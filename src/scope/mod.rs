//! Scope tree for the stock target emitters
//!
//! Scopes are allocated in a [`ScopeArena`] and link to their parent by
//! reference, so a scope chain is walked without any lookups by id.
//! Bindings keep declaration order.

mod emitter;

pub use emitter::{AssignmentEmitter, DeclarationEmitter};

use indexmap::IndexMap;
use std::cell::{Cell, RefCell};
use std::fmt;
use typed_arena::Arena;

use crate::runtime::Value;

/// Scope identifier, unique within one arena
#[derive(Debug, Clone, Copy, PartialEq, Eq, Hash, PartialOrd, Ord)]
pub struct ScopeId(pub u32);

impl fmt::Display for ScopeId {
    fn fmt(&self, f: &mut fmt::Formatter<'_>) -> fmt::Result {
        write!(f, "#{}", self.0)
    }
}

/// Scope kind
#[derive(Debug, Clone, Copy, PartialEq, Eq)]
pub enum ScopeKind {
    /// Global scope
    Global,
    /// Function body scope; hosts the function's `var`s
    Function,
    /// Transient scope that parameter default expressions are evaluated in
    Parameter,
    /// Block scope
    Block,
}

impl ScopeKind {
    /// Whether `var` declarations land in scopes of this kind
    pub fn is_var_scope(self) -> bool {
        matches!(self, ScopeKind::Global | ScopeKind::Function)
    }
}

/// How a binding was introduced
#[derive(Debug, Clone, Copy, PartialEq, Eq)]
pub enum BindingKind {
    /// `var` binding, hoisted to the nearest var scope
    Var,
    /// `let` binding
    Let,
    /// `const` binding; assignments fail
    Const,
    /// Formal parameter
    Parameter,
}

impl BindingKind {
    /// `let` and `const` bindings cannot be redeclared in the same scope
    pub fn is_lexical(self) -> bool {
        matches!(self, BindingKind::Let | BindingKind::Const)
    }
}

/// A binding in a scope
#[derive(Debug, Clone)]
pub struct Binding {
    /// Current value
    pub value: Value,
    /// How the binding was introduced
    pub kind: BindingKind,
}

/// A scope in the scope tree
pub struct Scope<'a> {
    id: ScopeId,
    kind: ScopeKind,
    parent: Option<&'a Scope<'a>>,
    bindings: RefCell<IndexMap<String, Binding>>,
}

impl<'a> Scope<'a> {
    pub fn id(&self) -> ScopeId {
        self.id
    }

    pub fn kind(&self) -> ScopeKind {
        self.kind
    }

    pub fn parent(&self) -> Option<&'a Scope<'a>> {
        self.parent
    }

    /// The nearest enclosing scope (or this one) hosting `var`s
    pub fn var_scope(&'a self) -> &'a Scope<'a> {
        let mut scope = self;
        while !scope.kind.is_var_scope() {
            match scope.parent {
                Some(parent) => scope = parent,
                None => break,
            }
        }
        scope
    }

    /// The outermost scope of the chain
    pub fn root(&'a self) -> &'a Scope<'a> {
        let mut scope = self;
        while let Some(parent) = scope.parent {
            scope = parent;
        }
        scope
    }

    /// The innermost scope in the chain that binds `name`
    pub fn lookup(&'a self, name: &str) -> Option<&'a Scope<'a>> {
        let mut scope = Some(self);
        while let Some(current) = scope {
            if current.contains(name) {
                return Some(current);
            }
            scope = current.parent;
        }
        None
    }

    /// Resolve `name` along the scope chain and read its value
    pub fn resolve_value(&'a self, name: &str) -> Option<Value> {
        self.lookup(name)
            .and_then(|scope| scope.get(name))
            .map(|binding| binding.value)
    }

    /// Whether this scope itself binds `name`
    pub fn contains(&self, name: &str) -> bool {
        self.bindings.borrow().contains_key(name)
    }

    /// This scope's own binding for `name`
    pub fn get(&self, name: &str) -> Option<Binding> {
        self.bindings.borrow().get(name).cloned()
    }

    /// Names bound in this scope, in declaration order
    pub fn binding_names(&self) -> Vec<String> {
        self.bindings.borrow().keys().cloned().collect()
    }

    /// Insert or replace a binding in this scope
    pub fn define(&self, name: impl Into<String>, binding: Binding) {
        self.bindings.borrow_mut().insert(name.into(), binding);
    }

    /// Overwrite the value of an existing binding; false if `name` is unbound here
    pub fn set_value(&self, name: &str, value: Value) -> bool {
        match self.bindings.borrow_mut().get_mut(name) {
            Some(binding) => {
                binding.value = value;
                true
            }
            None => false,
        }
    }
}

impl fmt::Debug for Scope<'_> {
    fn fmt(&self, f: &mut fmt::Formatter<'_>) -> fmt::Result {
        f.debug_struct("Scope")
            .field("id", &self.id)
            .field("kind", &self.kind)
            .field("parent", &self.parent.map(|p| p.id))
            .field("bindings", &self.bindings.borrow())
            .finish()
    }
}

/// Arena owning every scope of a scope tree
pub struct ScopeArena<'a> {
    scopes: Arena<Scope<'a>>,
    next_id: Cell<u32>,
}

impl<'a> ScopeArena<'a> {
    pub fn new() -> Self {
        Self {
            scopes: Arena::new(),
            next_id: Cell::new(0),
        }
    }

    /// Allocate a new scope under `parent`
    pub fn alloc(&'a self, kind: ScopeKind, parent: Option<&'a Scope<'a>>) -> &'a Scope<'a> {
        let id = ScopeId(self.next_id.get());
        self.next_id.set(id.0 + 1);
        self.scopes.alloc(Scope {
            id,
            kind,
            parent,
            bindings: RefCell::new(IndexMap::new()),
        })
    }

    /// Number of scopes allocated so far
    pub fn len(&self) -> usize {
        self.next_id.get() as usize
    }

    pub fn is_empty(&self) -> bool {
        self.len() == 0
    }
}

impl Default for ScopeArena<'_> {
    fn default() -> Self {
        Self::new()
    }
}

______________________________

**TASK ITEM**
Quote, with nothing altered, all lines from the start of the entries to the line that carries "Hash, PartialOrd, Ord)]", inclusive.

**ANSWER TO THE EXERCISE**
filename src/scope/mod.rs
//! Scope tree for the stock target emitters
//!
//! Scopes are allocated in a [`ScopeArena`] and link to their parent by
//! reference, so a scope chain is walked without any lookups by id.
//! Bindings keep declaration order.

mod emitter;

pub use emitter::{AssignmentEmitter, DeclarationEmitter};

use indexmap::IndexMap;
use std::cell::{Cell, RefCell};
use std::fmt;
use typed_arena::Arena;

use crate::runtime::Value;

/// Scope identifier, unique within one arena
#[derive(Debug, Clone, Copy, PartialEq, Eq, Hash, PartialOrd, Ord)]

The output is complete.